* _Your task_
If a line below contains "items", add it to your tally, then answer with the tally alone.

* _Dataset entries_
use std::sync::Arc;

use chrono::NaiveDate;
use socialspot_data::Item;
use tracing::{info, instrument};

use super::{AttributeFilterChain, ProximityFilter, ResultRanker, SearchHit, SearchQuery};

/// Radius cut, attribute predicates, then ranking.
///
/// Pure: the same items, query and date always give the same ordered result.
/// Without a center the result is the attribute-filtered catalog in name order.
#[instrument(name = "Run Pipeline", level = "debug", skip_all, fields(items = items.len(), located = query.has_location_filter()))]
pub fn run_pipeline(items: &[Arc<Item>], query: &SearchQuery, today: NaiveDate) -> Vec<SearchHit> {
    let hits = match query.center {
        Some(center) => ProximityFilter::new(center, query.radius_miles).apply(items),
        None => items.iter().cloned().map(SearchHit::unlocated).collect(),
    };
    let hits = AttributeFilterChain::new(query, today).apply(hits);
    let ranked = ResultRanker::rank(hits, query.has_location_filter());
    info!(input = items.len(), results = ranked.len(), "Search pipeline complete");
    ranked
}
//! Geohash encoding and disc-covering range bounds.
//!
//! Bits alternate between longitude and latitude, starting with longitude, and
//! are packed five to a character over [`GEOHASH_ALPHABET`].

use itertools::Itertools;
use socialspot_data::Coordinate;
use tracing::debug;

use super::{
    GeoError, Result,
    distance::{EARTH_RADIUS_MILES, METERS_PER_MILE},
};

pub const GEOHASH_ALPHABET: &[u8; 32] = b"0123456789bcdefghjkmnpqrstuvwxyz";

/// Precision the catalog geohashes are written with.
pub const DEFAULT_STORAGE_PRECISION: usize = 6;

pub const MAX_PRECISION: usize = 22;

const BITS_PER_CHAR: usize = 5;

const MAX_BITS: usize = MAX_PRECISION * BITS_PER_CHAR;

/// Sorts after every alphabet character; closes ranges that would run past `z`.
const RANGE_END: char = '~';

/// Bounding-box inflation absorbing floating-point error at the disc edge.
const COVERAGE_PADDING: f64 = 1.005;

const EARTH_RADIUS_METERS: f64 = EARTH_RADIUS_MILES * METERS_PER_MILE;

fn check_precision(precision: usize) -> Result<()> {
    if (1..=MAX_PRECISION).contains(&precision) {
        Ok(())
    } else {
        Err(GeoError::InvalidPrecision {
            precision,
            max: MAX_PRECISION,
        })
    }
}

fn check_coordinate(coord: Coordinate) -> Result<()> {
    if coord.is_valid() {
        Ok(())
    } else {
        Err(GeoError::InvalidCoordinate {
            latitude: coord.latitude,
            longitude: coord.longitude,
        })
    }
}

fn char_value(c: u8) -> Option<usize> {
    GEOHASH_ALPHABET.iter().position(|&a| a == c)
}

/// Encode `coord` as a geohash of `precision` characters.
pub fn encode(coord: Coordinate, precision: usize) -> Result<String> {
    check_precision(precision)?;
    check_coordinate(coord)?;
    Ok(encode_unchecked(coord.latitude, coord.longitude, precision))
}

fn encode_unchecked(latitude: f64, longitude: f64, precision: usize) -> String {
    let (mut lat_min, mut lat_max) = (-90.0_f64, 90.0_f64);
    let (mut lon_min, mut lon_max) = (-180.0_f64, 180.0_f64);
    let mut hash = String::with_capacity(precision);
    let mut even = true;

    for _ in 0..precision {
        let mut value = 0usize;
        for _ in 0..BITS_PER_CHAR {
            value <<= 1;
            if even {
                let mid = (lon_min + lon_max) / 2.0;
                if longitude >= mid {
                    value |= 1;
                    lon_min = mid;
                } else {
                    lon_max = mid;
                }
            } else {
                let mid = (lat_min + lat_max) / 2.0;
                if latitude >= mid {
                    value |= 1;
                    lat_min = mid;
                } else {
                    lat_max = mid;
                }
            }
            even = !even;
        }
        hash.push(char::from(GEOHASH_ALPHABET[value]));
    }
    hash
}

/// Bounding box of one geohash cell.
#[derive(Debug, Clone, Copy, PartialEq)]
pub struct GeohashCell {
    pub min_latitude: f64,
    pub max_latitude: f64,
    pub min_longitude: f64,
    pub max_longitude: f64,
}

impl GeohashCell {
    pub fn center(&self) -> Coordinate {
        Coordinate {
            latitude: (self.min_latitude + self.max_latitude) / 2.0,
            longitude: (self.min_longitude + self.max_longitude) / 2.0,
        }
    }

    pub fn contains(&self, coord: Coordinate) -> bool {
        (self.min_latitude..=self.max_latitude).contains(&coord.latitude)
            && (self.min_longitude..=self.max_longitude).contains(&coord.longitude)
    }
}

/// Decode a geohash into the cell it names.
pub fn decode(hash: &str) -> Result<GeohashCell> {
    if hash.is_empty() || hash.len() > MAX_PRECISION {
        return Err(GeoError::InvalidGeohash(hash.to_string()));
    }

    let mut cell = GeohashCell {
        min_latitude: -90.0,
        max_latitude: 90.0,
        min_longitude: -180.0,
        max_longitude: 180.0,
    };
    let mut even = true;

    for byte in hash.bytes() {
        let value = char_value(byte.to_ascii_lowercase())
            .ok_or_else(|| GeoError::InvalidGeohash(hash.to_string()))?;
        for shift in (0..BITS_PER_CHAR).rev() {
            let bit = (value >> shift) & 1 == 1;
            if even {
                let mid = (cell.min_longitude + cell.max_longitude) / 2.0;
                if bit {
                    cell.min_longitude = mid;
                } else {
                    cell.max_longitude = mid;
                }
            } else {
                let mid = (cell.min_latitude + cell.max_latitude) / 2.0;
                if bit {
                    cell.min_latitude = mid;
                } else {
                    cell.max_latitude = mid;
                }
            }
            even = !even;
        }
    }
    Ok(cell)
}

/// Inclusive lexicographic range `[lower, upper]` over stored geohash strings.
#[derive(Debug, Clone, PartialEq, Eq, Hash)]
#[cfg_attr(feature = "serde", derive(serde::Serialize, serde::Deserialize))]
pub struct GeohashBound {
    pub lower: String,
    pub upper: String,
}

impl GeohashBound {
    pub fn contains(&self, hash: &str) -> bool {
        self.lower.as_str() <= hash && hash <= self.upper.as_str()
    }

    /// Range holding every hash that starts with the first `bits` bits of `hash`.
    fn for_prefix(hash: &str, bits: usize) -> Self {
        let len = bits.div_ceil(BITS_PER_CHAR);
        let prefix = &hash[..len];
        let (base, last) = prefix.split_at(len - 1);
        let last = last.bytes().next().and_then(char_value).unwrap_or_default();

        let unused = len * BITS_PER_CHAR - bits;
        let start = (last >> unused) << unused;
        let end = start + (1 << unused);

        let lower = format!("{base}{}", char::from(GEOHASH_ALPHABET[start]));
        let upper = match GEOHASH_ALPHABET.get(end) {
            Some(&c) => format!("{base}{}", char::from(c)),
            None => format!("{base}{RANGE_END}"),
        };
        Self { lower, upper }
    }
}

/// Number of bisections of `span` degrees that keep a cell at least
/// `half_extent` degrees wide.
fn axis_bits(span: f64, half_extent: f64) -> usize {
    if half_extent <= 0.0 {
        return MAX_BITS;
    }
    (span / half_extent)
        .log2()
        .floor()
        .clamp(0.0, MAX_BITS as f64) as usize
}

fn wrap_longitude(longitude: f64) -> f64 {
    (longitude + 180.0).rem_euclid(360.0) - 180.0
}

/// Ranges covering the disc of `radius_meters` around `center`, for hashes
/// stored at [`DEFAULT_STORAGE_PRECISION`].
pub fn query_bounds(center: Coordinate, radius_meters: f64) -> Result<Vec<GeohashBound>> {
    query_bounds_with_precision(center, radius_meters, DEFAULT_STORAGE_PRECISION)
}

/// Ranges covering the disc of `radius_meters` around `center`.
///
/// Every stored hash (of at least `max_precision` characters) whose point lies
/// in the disc falls inside one of the returned bounds. Bounds may over-cover
/// and never exceed nine. Duplicates are removed keeping first occurrence.
pub fn query_bounds_with_precision(
    center: Coordinate,
    radius_meters: f64,
    max_precision: usize,
) -> Result<Vec<GeohashBound>> {
    check_precision(max_precision)?;
    check_coordinate(center)?;
    if !radius_meters.is_finite() || radius_meters < 0.0 {
        return Err(GeoError::InvalidRadius(radius_meters));
    }

    let angular = radius_meters * COVERAGE_PADDING / EARTH_RADIUS_METERS;
    let lat_rad = center.latitude.to_radians();

    let lat_extent = angular.to_degrees();
    let lon_extent = if angular >= std::f64::consts::FRAC_PI_2 - lat_rad.abs() {
        // The disc reaches a pole.
        180.0
    } else {
        (angular.sin() / lat_rad.cos()).clamp(-1.0, 1.0).asin().to_degrees()
    };

    let lat_bits = axis_bits(180.0, lat_extent);
    let lon_bits = axis_bits(360.0, lon_extent);
    let bits = (2 * lon_bits)
        .min(2 * lat_bits + 1)
        .clamp(1, max_precision * BITS_PER_CHAR);
    let hash_len = bits.div_ceil(BITS_PER_CHAR);

    let latitudes = [
        (center.latitude - lat_extent).max(-90.0),
        center.latitude,
        (center.latitude + lat_extent).min(90.0),
    ];
    let longitudes = [
        wrap_longitude(center.longitude - lon_extent),
        center.longitude,
        wrap_longitude(center.longitude + lon_extent),
    ];

    let bounds: Vec<GeohashBound> = latitudes
        .iter()
        .cartesian_product(longitudes.iter())
        .map(|(&lat, &lon)| GeohashBound::for_prefix(&encode_unchecked(lat, lon, hash_len), bits))
        .unique()
        .collect();

    debug!(
        center = %center,
        radius_meters,
        bits,
        bounds = bounds.len(),
        "Computed geohash query bounds"
    );
    Ok(bounds)
}
//! Per-screen persisted UI state: last map viewport and filter selections.
//!
//! Each screen key maps to one JSON file. The filter payload is opaque to this
//! module; screens serialize whatever selection shape they own.

use std::{
    fs,
    path::{Path, PathBuf},
};

use chrono::{DateTime, Utc};
use serde::{Deserialize, Serialize};
use serde_json::Value;
use tracing::{debug, instrument, warn};

use crate::error::Result;

#[derive(Debug, Clone, Copy, PartialEq, Serialize, Deserialize)]
pub struct MapViewport {
    pub latitude: f64,
    pub longitude: f64,
    pub latitude_delta: f64,
    pub longitude_delta: f64,
}

#[derive(Debug, Clone, PartialEq, Serialize, Deserialize)]
pub struct ViewState {
    pub viewport: Option<MapViewport>,
    pub filters: Value,
    pub saved_at: DateTime<Utc>,
}

impl ViewState {
    pub fn new(viewport: Option<MapViewport>, filters: Value) -> Self {
        Self {
            viewport,
            filters,
            saved_at: Utc::now(),
        }
    }
}

/// File-backed store of [`ViewState`] blobs keyed by screen.
#[derive(Debug, Clone)]
pub struct ViewStateStore {
    dir: PathBuf,
}

impl ViewStateStore {
    /// Store rooted at `<data dir>/view_state`.
    pub fn open_default() -> Self {
        Self::new(crate::get_data_dir().join("view_state"))
    }

    pub fn new(dir: impl Into<PathBuf>) -> Self {
        Self { dir: dir.into() }
    }

    pub fn dir(&self) -> &Path {
        &self.dir
    }

    fn path_for(&self, screen: &str) -> PathBuf {
        let key: String = screen
            .chars()
            .map(|c| if c.is_ascii_alphanumeric() || c == '-' || c == '_' { c } else { '_' })
            .collect();
        self.dir.join(format!("{key}.json"))
    }

    /// Read the saved state for `screen`.
    ///
    /// A missing file is `Ok(None)`. A corrupt file is logged and also treated
    /// as absent so a bad blob never blocks the screen from opening.
    #[instrument(name = "Load view state", skip(self), level = "debug")]
    pub fn load(&self, screen: &str) -> Result<Option<ViewState>> {
        let path = self.path_for(screen);
        if !path.exists() {
            return Ok(None);
        }
        let contents = fs::read_to_string(&path)?;
        match serde_json::from_str(&contents) {
            Ok(state) => Ok(Some(state)),
            Err(e) => {
                warn!(path = %path.display(), error = %e, "Discarding unreadable view state");
                Ok(None)
            }
        }
    }

    #[instrument(name = "Save view state", skip(self, state), level = "debug")]
    pub fn save(&self, screen: &str, state: &ViewState) -> Result<()> {
        fs::create_dir_all(&self.dir)?;
        let path = self.path_for(screen);
        fs::write(&path, serde_json::to_vec_pretty(state)?)?;
        debug!(path = %path.display(), "View state saved");
        Ok(())
    }

    pub fn clear(&self, screen: &str) -> Result<()> {
        let path = self.path_for(screen);
        if path.exists() {
            fs::remove_file(path)?;
        }
        Ok(())
    }
}

#[cfg(test)]
mod tests {
    use serde_json::json;

    use super::*;

    #[test]
    fn test_round_trip_and_clear() {
        let dir = tempfile::TempDir::new().unwrap();
        let store = ViewStateStore::new(dir.path().join("state"));

        assert!(store.load("map").unwrap().is_none());

        let state = ViewState::new(
            Some(MapViewport {
                latitude: 38.9784,
                longitude: -76.4922,
                latitude_delta: 0.5,
                longitude_delta: 0.5,
            }),
            json!({"category": "Outdoor Fun", "freeOnly": true}),
        );
        store.save("map", &state).unwrap();
        assert_eq!(store.load("map").unwrap(), Some(state));

        store.clear("map").unwrap();
        assert!(store.load("map").unwrap().is_none());
    }

    #[test]
    fn test_screen_keys_are_sanitized() {
        let dir = tempfile::TempDir::new().unwrap();
        let store = ViewStateStore::new(dir.path());
        store
            .save("../events/list", &ViewState::new(None, json!({})))
            .unwrap();
        assert!(dir.path().join("___events_list.json").exists());
    }

    #[test]
    fn test_corrupt_blob_reads_as_absent() {
        let dir = tempfile::TempDir::new().unwrap();
        fs::write(dir.path().join("home.json"), "{not json").unwrap();
        let store = ViewStateStore::new(dir.path());
        assert!(store.load("home").unwrap().is_none());
    }
}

* _Response box_
6